這也說明家里保護的很好,所以才能這么直率坦然。
這樣的女孩子接觸起來不難,我笑著答應了,又叮囑她一定要照顧好自己,等我回去看她。
掛完電話,我才進了病房,微信卻很快就彈出來一個好友申請,是一個很抽象的鱷魚頭像,名字倒是很顯眼。
童大人。
這孩子,還真是奇奇怪怪可可愛愛,一點包袱也沒有。
我通過了好友,唐語童立刻就發來一個表情包:“美女,認識一下。”
我回她:“你好童大人。”
她又回消息:“嘻嘻,我宣布,從今天開始,你是我童大人的女人了。”
我回她:“童大人威武。”
發完這句,我順手點進她的資料看起了朋友圈,唐語童的朋友圈和她的名字一樣可愛,是各種碎碎念以及抽象的配圖。
果然是個活潑熱愛生活同時又非常簡單的小丫頭。
回完消息我就關閉了微信頁面,翻開了手機的文檔細細看了起來。
此后兩天時間里,我都留在病房,手腕基本沒什么問題了。
“你舅舅最近一直問我你怎么沒去看他,還問我,你跟那小梁的事情怎么樣了,他說小梁已經叫他舅舅了,小梁喜歡你愿意娶你……”劉女士給我送飯的空檔又在碎碎念。
我毫不猶豫打斷她:“沒可能的事,你們都別想了。”
“是是是,我也跟他說了,這事沒可能,讓他別想了,而且我們月月有更好的……”劉女士的話題又開始跑偏。
我放下手里的資料書,抬眸盯著她,不說話。
劉女士的表情和語氣都開始不自然,卻還硬撐著:“怎么了,看我做什么?媽也是為你著想啊,媽不是為了錢,也不是擔心家里沒人照顧,媽是心疼你啊月月,離婚女人的日子不好過,再說了,咱要是沒機會也就罷了,現成的機會在面前擺著,干啥不要?”
“媽都打聽過了,這夏家二少呀簡直就是個寶貝!上面那個大哥不爭氣,從根上就廢了,他倒是個好的,從小培養得很好,就是當初放著家里的公司不進,非要選擇做醫生,但是據說家里也沒放棄他,一直在等著他回去繼承家業呢,這樣優秀的人才,完全不輸紀云州,夏家也是不輸紀家的豪門望族,你做了夏家二少夫人那多好!”
“而且啊,這小夏又去看望你舅舅了,還給我也帶了禮物,人家都說了,很喜歡月月你……”
“什么?”我一下子怔住,難以置信地開口。
“對啊,人家孩子明說了,想照顧你,所以先來討好討好未來的舅舅和丈母娘。”劉女士一副,你想不到吧,的表情。
我確實沒想到。
本以為是劉女士做了不切實際的夢,但我確實沒想到,夏既白已經跟劉女士袒露了他自己的想法。
他怎么這么著急?
都跟舅舅和劉女士套上近乎了,連丈母娘這種稱呼都叫出來了。
這和當初的紀云州可是天差地別。
紀云州剛跟我結婚的時候,對劉女士的態度一直是不咸不淡的,過了倆月才變得熱絡起來,夏既白怎么一上來就這么熱情主動?
我心里挺著急的,忍不住叮囑劉女士:“你以后不要……”
然而,一句話沒說完,病房的門被人敲響,與此同時,婆婆的身影出現在病房門口。
她今天依舊端莊,頭發梳成發髻,一絲不茍地梳在腦后,用一根碧玉簪子簪緊,朱紅色毛領大衣里面,是一套黑色絲絨旗袍,勾出優雅端莊的好身材。

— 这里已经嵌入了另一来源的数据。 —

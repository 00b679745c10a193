// src/worker.rs
//! Background compile service.
//!
//! Loader threads pull material definitions from a shared channel, run the
//! CPU-side pipeline and post the result to the deferred async-res-init list.
//! From there the main thread claims resources and the render thread creates
//! the GPU textures; the caller receives the finished [`MaterialTextures`]
//! through the receiver returned by [`CompileService::submit`].
//!
//! Shutdown is cooperative: dropping the service closes the job channel and
//! joins every worker.

use std::sync::Arc;
use std::thread::JoinHandle;

use crossbeam::channel::{unbounded, Receiver, Sender};
use log::{debug, error};

use crate::deferred::DeferredOperations;
use crate::material::{MaterialDef, MaterialTextures, PendingMaterial, TextureCompiler};

struct CompileJob {
    def: MaterialDef,
    done: Sender<Arc<MaterialTextures>>,
}

/// A pool of loader threads feeding the deferred queues.
pub struct CompileService {
    jobs: Option<Sender<CompileJob>>,
    workers: Vec<JoinHandle<()>>,
}

impl CompileService {
    /// Spawn `threads` loader threads (at least one).
    pub fn new(
        compiler: Arc<TextureCompiler>,
        ops: Arc<DeferredOperations>,
        threads: usize,
    ) -> Self {
        let (jobs, queue) = unbounded::<CompileJob>();
        let workers = (0..threads.max(1))
            .map(|index| {
                let queue: Receiver<CompileJob> = queue.clone();
                let compiler = compiler.clone();
                let ops = ops.clone();
                std::thread::Builder::new()
                    .name(format!("texbake-loader-{index}"))
                    .spawn(move || worker_loop(queue, compiler, ops))
                    .unwrap_or_else(|err| panic!("failed to spawn loader thread: {err}"))
            })
            .collect();
        Self {
            jobs: Some(jobs),
            workers,
        }
    }

    /// Queue a material for compilation. The receiver yields the finished
    /// textures after the main and render threads processed their queues; it
    /// disconnects without a value when the compile or GPU init failed.
    pub fn submit(&self, def: MaterialDef) -> Receiver<Arc<MaterialTextures>> {
        let (done, result) = unbounded();
        if let Some(jobs) = &self.jobs {
            let _ = jobs.send(CompileJob { def, done });
        }
        result
    }

    /// Number of loader threads.
    #[inline]
    pub fn thread_count(&self) -> usize {
        self.workers.len()
    }
}

impl Drop for CompileService {
    fn drop(&mut self) {
        // Closing the sender ends every worker loop.
        self.jobs.take();
        for worker in self.workers.drain(..) {
            let _ = worker.join();
        }
    }
}

fn worker_loop(
    queue: Receiver<CompileJob>,
    compiler: Arc<TextureCompiler>,
    ops: Arc<DeferredOperations>,
) {
    while let Ok(job) = queue.recv() {
        let name = job.def.name.clone();
        match compiler.compile(&job.def) {
            Ok(compiled) => {
                debug!("loader compiled material '{name}'");
                ops.add_async_res_init(PendingMaterial::new(compiled, job.done));
            }
            Err(err) => {
                // Dropping `done` signals the failure to the submitter.
                error!("material '{name}' failed to compile: {err}");
            }
        }
    }
}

手臂上挽著一只墨綠色愛馬仕,腳下踩著小細跟,朝我和劉女士款款走過來,貴婦人的氣質和氣場都很足。
劉女士有一瞬間的局促和慌亂,因為她根本沒想到婆婆會這個時候來,而她此刻一身休閑家常打扮,這段時間太過忙亂,她連頭發都沒打理,在珠光寶氣又端莊優雅的婆婆面前被比下去了。
但她的氣勢很快就恢復了,冷哼一聲:“徐玉蘭,你還知道來看看月月?你們紀家人真會做事,我家月月因為紀女婿才遭此橫禍,這都出事幾天了,你們家連個人影都沒來,真當我們沈家都是死人啊?”
“我來是給你們送東西的。”婆婆的神情沉靜自然,她做了干凈美甲的手指探入包中,取出一份文件遞給劉女士。
“呦,這次還挺懂事,知道主動送了,不過這也是我們月月應得的!我告訴你……”劉女士的臉色稍緩,嘴上還板著架子,卻在低頭的下一秒臉色驚變。
啪的一聲把那份文件摔在了婆婆身上。